After the shaky start, however, things quickly improved. The next level drops Isaac into a familiar-looking space station lobby and lets him roam freely. Workbenches and vending machines offer the chance to upgrade weapons and armour, build new weapons and buy extra ammo, just like in the original game. Even the holographic displays that wowed us so much in the original, PC release make a return too and, while we didn’t get a chance to see them first hand, the developers assured us that the zero-gravity sequences would make a return as well.
Dead Space for iPhone
What’s most amazing about all this, however, is that Dead Space brings all this variety across to the iPhone without losing any of the accessibility. The controls in Dead Space are, with only a few minor exceptions (shooting the special Kinesis power can take some getting used to), so fluid and easy to use that they put other shooters on the iPhone to shame.

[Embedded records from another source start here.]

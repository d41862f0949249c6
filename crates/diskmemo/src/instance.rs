//! Cache instances: one directory per materialized result
//!
//! ## Layout
//!
//! ```text
//! <root>/
//!   2026-10-19__14-03-27__1f9c2a7b__cache__render/
//!     config.yaml            descriptor record (written last: the commit point)
//!     single-cache.bin       single payload, or
//!     iterable-cache.store   sequence payload
//!     .last-usage            nanoseconds since the epoch of the last read
//! ```
//!
//! ## Lifecycle
//!
//! [`create`] allocates an empty directory and returns a [`PendingInstance`].
//! Writing the payload turns it into a [`WrittenInstance`], and committing
//! that writes the descriptor record and yields a visible [`CacheInstance`].
//! Both guards delete the directory when dropped before commit, so an error,
//! a cancellation or a panic between `create` and `commit` never leaves a
//! partial instance behind.

use crate::cancel::CancelToken;
use crate::codec::ValueCodec;
use crate::descriptor::{Descriptor, decode_record, encode_record};
use crate::diagnostics::{CacheEvent, Diagnostics};
use crate::lazy::{LazySequence, LoadingStrategy};
use crate::payload::{Cached, EntryProducer};
use crate::root::CacheRoot;
use crate::store::{SequenceStore, SequenceWriter};
use crate::{Error, Result};
use chrono::Local;
use serde::Serialize;
use std::fs;
use std::io::Write;
use std::path::{Path, PathBuf};
use std::time::{Duration, SystemTime, UNIX_EPOCH};

/// File holding the serialized descriptor record
pub const DESCRIPTOR_FILENAME: &str = "config.yaml";
/// File holding a single payload
pub const SINGLE_PAYLOAD_FILENAME: &str = "single-cache.bin";
/// File holding a sequence payload
pub const SEQUENCE_PAYLOAD_FILENAME: &str = "iterable-cache.store";
/// File holding the last-usage timestamp
pub const LAST_USAGE_FILENAME: &str = ".last-usage";

/// Shape of a stored payload
#[derive(Debug, Clone, Copy, PartialEq, Eq, Serialize)]
#[serde(rename_all = "snake_case")]
pub enum PayloadKind {
    /// One opaque value
    Single,
    /// Ordered entries `0..N`
    Sequence,
}

/// Handle on an instance directory inside a cache root.
///
/// The directory may or may not be committed; see [`CacheInstance::is_committed`].
#[derive(Debug, Clone, PartialEq, Eq)]
pub struct CacheInstance {
    id: String,
    path: PathBuf,
}

impl CacheInstance {
    /// Handle for an existing directory. `None` if the name is not UTF-8.
    pub(crate) fn from_path(path: PathBuf) -> Option<Self> {
        let id = path.file_name()?.to_str()?.to_string();
        Some(Self { id, path })
    }

    /// Instance id (the directory name)
    #[must_use]
    pub fn id(&self) -> &str {
        &self.id
    }

    /// Instance directory
    #[must_use]
    pub fn path(&self) -> &Path {
        &self.path
    }

    /// Whether the descriptor record has been written
    #[must_use]
    pub fn is_committed(&self) -> bool {
        self.path.join(DESCRIPTOR_FILENAME).is_file()
    }

    /// Kind of the payload present on disk, if any
    #[must_use]
    pub fn payload_kind(&self) -> Option<PayloadKind> {
        if self.path.join(SEQUENCE_PAYLOAD_FILENAME).is_file() {
            Some(PayloadKind::Sequence)
        } else if self.path.join(SINGLE_PAYLOAD_FILENAME).is_file() {
            Some(PayloadKind::Single)
        } else {
            None
        }
    }

    /// Decode the stored descriptor record.
    pub fn descriptor<D: Descriptor>(&self) -> Result<D> {
        let path = self.path.join(DESCRIPTOR_FILENAME);
        let text = fs::read_to_string(&path).map_err(|e| Error::io(e, &path, "read"))?;
        decode_record(&text)
    }

    /// Timestamp from the last-usage marker.
    ///
    /// `Ok(None)` when no marker exists; an error when it exists but cannot be
    /// read or parsed.
    pub fn usage_marker(&self) -> Result<Option<SystemTime>> {
        let path = self.path.join(LAST_USAGE_FILENAME);
        if !path.is_file() {
            return Ok(None);
        }
        let text = fs::read_to_string(&path).map_err(|e| Error::io(e, &path, "read"))?;
        parse_usage_marker(&text).map(Some).ok_or_else(|| {
            Error::serialization(format!(
                "invalid last-usage marker '{}'",
                text.trim()
            ))
        })
    }

    /// Modification time of the instance directory
    pub fn modified_at(&self) -> Result<SystemTime> {
        fs::metadata(&self.path)
            .and_then(|m| m.modified())
            .map_err(|e| Error::io(e, &self.path, "metadata"))
    }

    /// Last usage, falling back to the directory modification time when the
    /// marker is missing or unreadable.
    #[must_use]
    pub fn last_used_at(&self) -> Option<SystemTime> {
        match self.usage_marker() {
            Ok(Some(at)) => Some(at),
            _ => self.modified_at().ok(),
        }
    }

    /// Total size of all files in the instance directory
    #[must_use]
    pub fn size_bytes(&self) -> u64 {
        directory_size(&self.path)
    }

    /// Record a read. Never moves the marker backwards.
    pub(crate) fn touch(&self) -> Result<()> {
        let now = nanos_since_epoch(SystemTime::now());
        let previous = self
            .usage_marker()
            .ok()
            .flatten()
            .map(nanos_since_epoch);
        let stamp = previous.map_or(now, |prev| now.max(prev + 1));
        let path = self.path.join(LAST_USAGE_FILENAME);
        fs::write(&path, stamp.to_string()).map_err(|e| Error::io(e, &path, "write"))
    }

    /// Delete the instance directory
    pub fn remove(&self) -> Result<()> {
        fs::remove_dir_all(&self.path).map_err(|e| Error::io(e, &self.path, "remove_dir_all"))
    }
}

/// Removes the instance directory on drop unless disarmed.
#[derive(Debug)]
struct RollbackGuard {
    instance: CacheInstance,
    armed: bool,
}

impl RollbackGuard {
    fn rollback(&mut self) -> Result<()> {
        self.armed = false;
        self.instance.remove()
    }

    fn disarm(mut self) -> CacheInstance {
        self.armed = false;
        self.instance.clone()
    }
}

impl Drop for RollbackGuard {
    fn drop(&mut self) {
        if !self.armed {
            return;
        }
        tracing::debug!(instance = %self.instance.id(), "Removing intermediate results");
        if let Err(e) = self.instance.remove() {
            tracing::warn!(
                instance = %self.instance.id(),
                "Failed to remove uncommitted cache instance: {e}"
            );
        }
    }
}

/// Freshly allocated, empty instance. Dropping it deletes the directory.
#[derive(Debug)]
pub struct PendingInstance {
    guard: RollbackGuard,
}

impl PendingInstance {
    /// Instance id
    #[must_use]
    pub fn id(&self) -> &str {
        self.guard.instance.id()
    }

    /// Instance directory
    #[must_use]
    pub fn path(&self) -> &Path {
        self.guard.instance.path()
    }

    /// Store one value as the payload.
    pub fn write_single<T, C>(self, value: &T, codec: &C) -> Result<WrittenInstance>
    where
        C: ValueCodec<T>,
    {
        let bytes = codec.encode(value)?;
        let path = self.path().join(SINGLE_PAYLOAD_FILENAME);
        tracing::debug!(instance = %self.id(), bytes = bytes.len(), "Saving user data as single blob");
        fs::write(&path, bytes).map_err(|e| Error::io(e, &path, "write"))?;
        Ok(WrittenInstance {
            guard: self.guard,
            kind: PayloadKind::Single,
            entries: 1,
        })
    }

    /// Drain `entries` into the sequence store, indexed from 0.
    ///
    /// The producer is consumed and dropped before this returns, whatever the
    /// outcome. A producer error or a cancellation aborts the write.
    pub fn write_sequence<T, C>(
        self,
        entries: EntryProducer<'_, T>,
        codec: &C,
        cancel: &CancelToken,
    ) -> Result<WrittenInstance>
    where
        C: ValueCodec<T>,
    {
        let path = self.path().join(SEQUENCE_PAYLOAD_FILENAME);
        tracing::debug!(instance = %self.id(), "Saving iterable user data as sequence store");
        let mut writer = SequenceWriter::create(&path)?;
        for entry in entries {
            if cancel.is_cancelled() {
                return Err(Error::Cancelled {
                    id: self.id().to_string(),
                });
            }
            let value = entry.map_err(|source| Error::Computation { source })?;
            writer.append(&codec.encode(&value)?)?;
        }
        let count = writer.finish()?;
        Ok(WrittenInstance {
            guard: self.guard,
            kind: PayloadKind::Sequence,
            entries: count,
        })
    }

    /// Delete the directory now.
    pub fn rollback(mut self) -> Result<()> {
        self.guard.rollback()
    }
}

/// Instance with its payload on disk but not yet visible to lookups.
/// Dropping it deletes the directory.
#[derive(Debug)]
pub struct WrittenInstance {
    guard: RollbackGuard,
    kind: PayloadKind,
    entries: u64,
}

impl WrittenInstance {
    /// Instance id
    #[must_use]
    pub fn id(&self) -> &str {
        self.guard.instance.id()
    }

    /// Kind of the written payload
    #[must_use]
    pub fn kind(&self) -> PayloadKind {
        self.kind
    }

    /// Number of entries written (1 for single payloads)
    #[must_use]
    pub fn entries(&self) -> u64 {
        self.entries
    }

    /// Write the descriptor record, making the instance visible to lookups.
    ///
    /// The record goes to a temporary file first and is renamed into place,
    /// so `config.yaml` is either absent or complete.
    pub fn commit<D: Descriptor>(self, descriptor: &D) -> Result<CacheInstance> {
        let text = encode_record(descriptor)?;
        let dir = self.guard.instance.path();
        let path = dir.join(DESCRIPTOR_FILENAME);
        let tmp_path = dir.join(format!("{DESCRIPTOR_FILENAME}.tmp"));

        let mut file =
            fs::File::create(&tmp_path).map_err(|e| Error::io(e, &tmp_path, "create"))?;
        file.write_all(text.as_bytes())
            .map_err(|e| Error::io(e, &tmp_path, "write"))?;
        file.sync_all()
            .map_err(|e| Error::io(e, &tmp_path, "sync"))?;
        drop(file);
        fs::rename(&tmp_path, &path).map_err(|e| Error::io(e, &path, "rename"))?;
        Ok(self.guard.disarm())
    }

    /// Delete the directory now.
    pub fn rollback(mut self) -> Result<()> {
        self.guard.rollback()
    }
}

/// Allocate a new, empty, uncommitted instance.
///
/// `tag` must already be validated (see [`crate::config::normalize_tag_suffix`]).
pub fn create(root: &CacheRoot, tag: Option<&str>) -> Result<PendingInstance> {
    create_with_id(root, generate_id(tag))
}

/// Allocate the instance directory `id`. An existing directory is never reused.
pub(crate) fn create_with_id(root: &CacheRoot, id: String) -> Result<PendingInstance> {
    let path = root.path().join(&id);
    if path.exists() {
        return Err(Error::Allocation { path });
    }
    fs::create_dir(&path).map_err(|e| {
        if e.kind() == std::io::ErrorKind::AlreadyExists {
            Error::Allocation { path: path.clone() }
        } else {
            Error::io(e, &path, "create_dir")
        }
    })?;
    tracing::debug!(instance = %id, "Allocated cache instance directory");
    Ok(PendingInstance {
        guard: RollbackGuard {
            instance: CacheInstance { id, path },
            armed: true,
        },
    })
}

/// `<date>__<time>__<8 hex chars>__cache[__<tag>]`
fn generate_id(tag: Option<&str>) -> String {
    let random = uuid::Uuid::new_v4().simple().to_string();
    let suffix = tag.map_or(String::new(), |t| format!("__{t}"));
    format!(
        "{}__{}__cache{}",
        Local::now().format("%Y-%m-%d__%H-%M-%S"),
        &random[..8],
        suffix
    )
}

/// First committed instance whose descriptor is compatible with `requested`.
///
/// Instances whose record cannot be read are reported and skipped.
pub fn lookup<D: Descriptor>(
    root: &CacheRoot,
    requested: &D,
    diagnostics: &dyn Diagnostics,
) -> Result<Option<CacheInstance>> {
    tracing::debug!(root = %root.path().display(), "Looking for a compatible cache instance");
    for instance in root.instances()? {
        if !instance.is_committed() {
            continue;
        }
        match instance.descriptor::<D>() {
            Ok(stored) => {
                if D::is_compatible(requested, &stored) {
                    return Ok(Some(instance));
                }
            }
            Err(e) => diagnostics.emit(CacheEvent::LookupSkipped {
                instance: instance.id().to_string(),
                reason: e.to_string(),
            }),
        }
    }
    tracing::debug!("Could not find any compatible cache instance");
    Ok(None)
}

/// Read an instance's payload according to `strategy`.
///
/// Updates the last-usage marker first; failing to do so is not an error.
pub fn read<T, C>(instance: &CacheInstance, strategy: LoadingStrategy, codec: C) -> Result<Cached<T, C>>
where
    T: Clone,
    C: ValueCodec<T>,
{
    tracing::debug!(instance = %instance.id(), "Loading cache instance");
    if let Err(e) = instance.touch() {
        tracing::debug!(instance = %instance.id(), "Couldn't write last-usage marker: {e}");
    }

    match instance.payload_kind() {
        Some(PayloadKind::Single) => {
            let path = instance.path().join(SINGLE_PAYLOAD_FILENAME);
            let bytes = fs::read(&path).map_err(|e| Error::io(e, &path, "read"))?;
            codec.decode(&bytes).map(Cached::Value)
        }
        Some(PayloadKind::Sequence) => {
            let path = instance.path().join(SEQUENCE_PAYLOAD_FILENAME);
            if strategy == LoadingStrategy::Eager {
                tracing::info!(instance = %instance.id(), "Loading sequence to memory");
                let mut store = SequenceStore::open(&path)?;
                let items = (0..store.len())
                    .map(|i| store.read(i).and_then(|bytes| codec.decode(&bytes)))
                    .collect::<Result<Vec<T>>>()?;
                Ok(Cached::Materialized(items))
            } else {
                LazySequence::open(&path, instance.id(), strategy, codec).map(Cached::Lazy)
            }
        }
        None => Err(Error::MissingPayload {
            path: instance.path().to_path_buf(),
        }),
    }
}

pub(crate) fn directory_size(path: &Path) -> u64 {
    walkdir::WalkDir::new(path)
        .into_iter()
        .filter_map(|e| e.ok())
        .filter(|e| e.file_type().is_file())
        .filter_map(|e| e.metadata().ok())
        .map(|m| m.len())
        .sum()
}

fn nanos_since_epoch(at: SystemTime) -> u128 {
    at.duration_since(UNIX_EPOCH)
        .unwrap_or(Duration::ZERO)
        .as_nanos()
}

/// Accepts integer nanoseconds, with or without a fractional part.
fn parse_usage_marker(text: &str) -> Option<SystemTime> {
    let integral = text.trim().split('.').next()?;
    let nanos: u128 = integral.parse().ok()?;
    let secs = u64::try_from(nanos / 1_000_000_000).ok()?;
    let sub = u32::try_from(nanos % 1_000_000_000).ok()?;
    UNIX_EPOCH.checked_add(Duration::new(secs, sub))
}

Our only concern, in fact, is whether or not the idea of playing Dead Space on our mobile phones is one we’ll actually find all that attractive in real life, as lengthy singleplayer games aren’t an easy fit with the platform. This isn’t the type of thing we can imagine ourselves dropping in to and playing for the 10 minutes it takes for the bus to turn up. Then again, if this iPhone version – which will apparently help bridge the gap between the original Dead Space and the sequel due in early 2011 – manages to be as gripping as the first game, then we might make an exception.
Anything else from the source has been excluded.